What If I Can’t Pay My Taxes? Should I Delay Filing?
You should always file on time, even if you owe money and can’t afford to pay the full amount when you file.
“The most important thing to do when you’re struggling to pay your taxes is to not avoid them. The temptation may be real, but it can only hurt you as the IRS will charge interest, and potentially send your account to collections. At the very least, file on time and pay what you can” says John Schmoll with Frugal Rules.
And the experts agree.
“The first thing to remember is: Always file your taxes! It’s worse for you if you ignore the problem and don’t file. So, even if you can’t pay the bill, file,” says Robert Farrington with The College Investor.
If you don’t file and pay the full amount owed on time, you’ll most likely be charged interest penalties. Two penalties generally apply: One for filing late, and one for paying late.
- The penalty for late filing can be as much as 5% of the unpaid tax amount each month, up to a maximum of 25%.
- The penalty for late payment is generally 0.5% of the unpaid tax amount each month, up to 25% of the unpaid taxes.
- If you filed late and are paying late, the maximum amount charged for both penalties is 5% per month.
To keep penalties to a minimum, you should file on time and pay as much as you can when you file. If you can’t meet the April filing deadline, consider requesting an extension—but note that an extension of time to file is not an extension of time to pay.
Can I Pay My Taxes in Payments?
Some people may qualify for up to 120 additional days to pay in full for no extra fee—though interest and other penalties continue to accrue until the bill is paid in full.
If you aren’t able to pay the balance in full within 120 days, experts recommend setting up a monthly installment agreement.
“Contact the IRS. The IRS is generally more than happy to work with you by setting up a payment plan that fits your budget. While you’ll still incur a penalty, you’ll remain in good standing with the IRS,” says Kristin Larsen with Believe in a Budget.
Thankfully, you may be able to set up your payment plan online.
“Go to the IRS website and pick a payment plan. If you owe less than $50,000, it’s really that easy. Once you have selected a payment plan, honor it,” says Jason Howell with Jason Howell Company Wealth Advisers.
You can make monthly payments in a variety of ways, including direct debit from your bank account and payroll deduction. Payment plans come with setup and processing fees on top of the accrued penalties and interest, some of which may be reduced for lower income filers.
What If I Owe Taxes and Can’t Pay Next Year?
Figuring out how to pay this year’s taxes is important—but don’t stop there.
“Look ahead at your tax situation to see if there’s a way to avoid the problem in future years or set aside money in a savings account to help if it happens again,” says Schmoll.
For example, if you’re working as an independent contractor—like driving for Uber or making deliveries for Postmates—your employer probably isn’t withholding taxes from your paychecks, so you might need to make quarterly estimated tax payments. Start planning now and identify ways to make sure your tax bill next April will be manageable.
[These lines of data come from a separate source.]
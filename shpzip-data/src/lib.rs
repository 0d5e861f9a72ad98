//! Decoding shapefile datasets from loose files and ZIP archives.
//!
//! - [`shapefile`] decodes a `.shp` geometry stream and its optional `.dbf`
//!   attribute table in lockstep.
//! - [`archive`] resolves a dataset inside a ZIP archive and exposes it
//!   through [`ZipShapeReader`].
//!
//! Diagnostics go through the `log` facade; install a logger to see which
//! entries were selected and which releases failed.

#![forbid(unsafe_code)]

pub mod archive;
pub mod shapefile;

pub use archive::{
    ArchiveEntry, ArchiveError, EntryRequest, EntryStream, Release, ReleaseFailure,
    ReleaseFailures, ZipShapeReader, list_shapes, list_shapes_in, list_shapes_with,
};
pub use shapefile::{ShapefileOpenError, ShapefileReader};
Next, you’ll have to create a budget and stay on top of the monthly payments.
“You can look at selling stuff you own, getting a side hustle or second job, or even negotiating a lower amount with the IRS.” Robert Farrington, The College Investor
If you aren’t able to pay your full tax liability via the payment plan, you could pursue an offer in compromise. An offer in compromise allows you to settle your tax debt for less than the full amount owed.
No matter what, remember it’s always best to file on time and request an extension if you need to. And most importantly if you’re not sure how to file correctly or how to pay your tax bill, reach out to a qualified tax professional who can help you.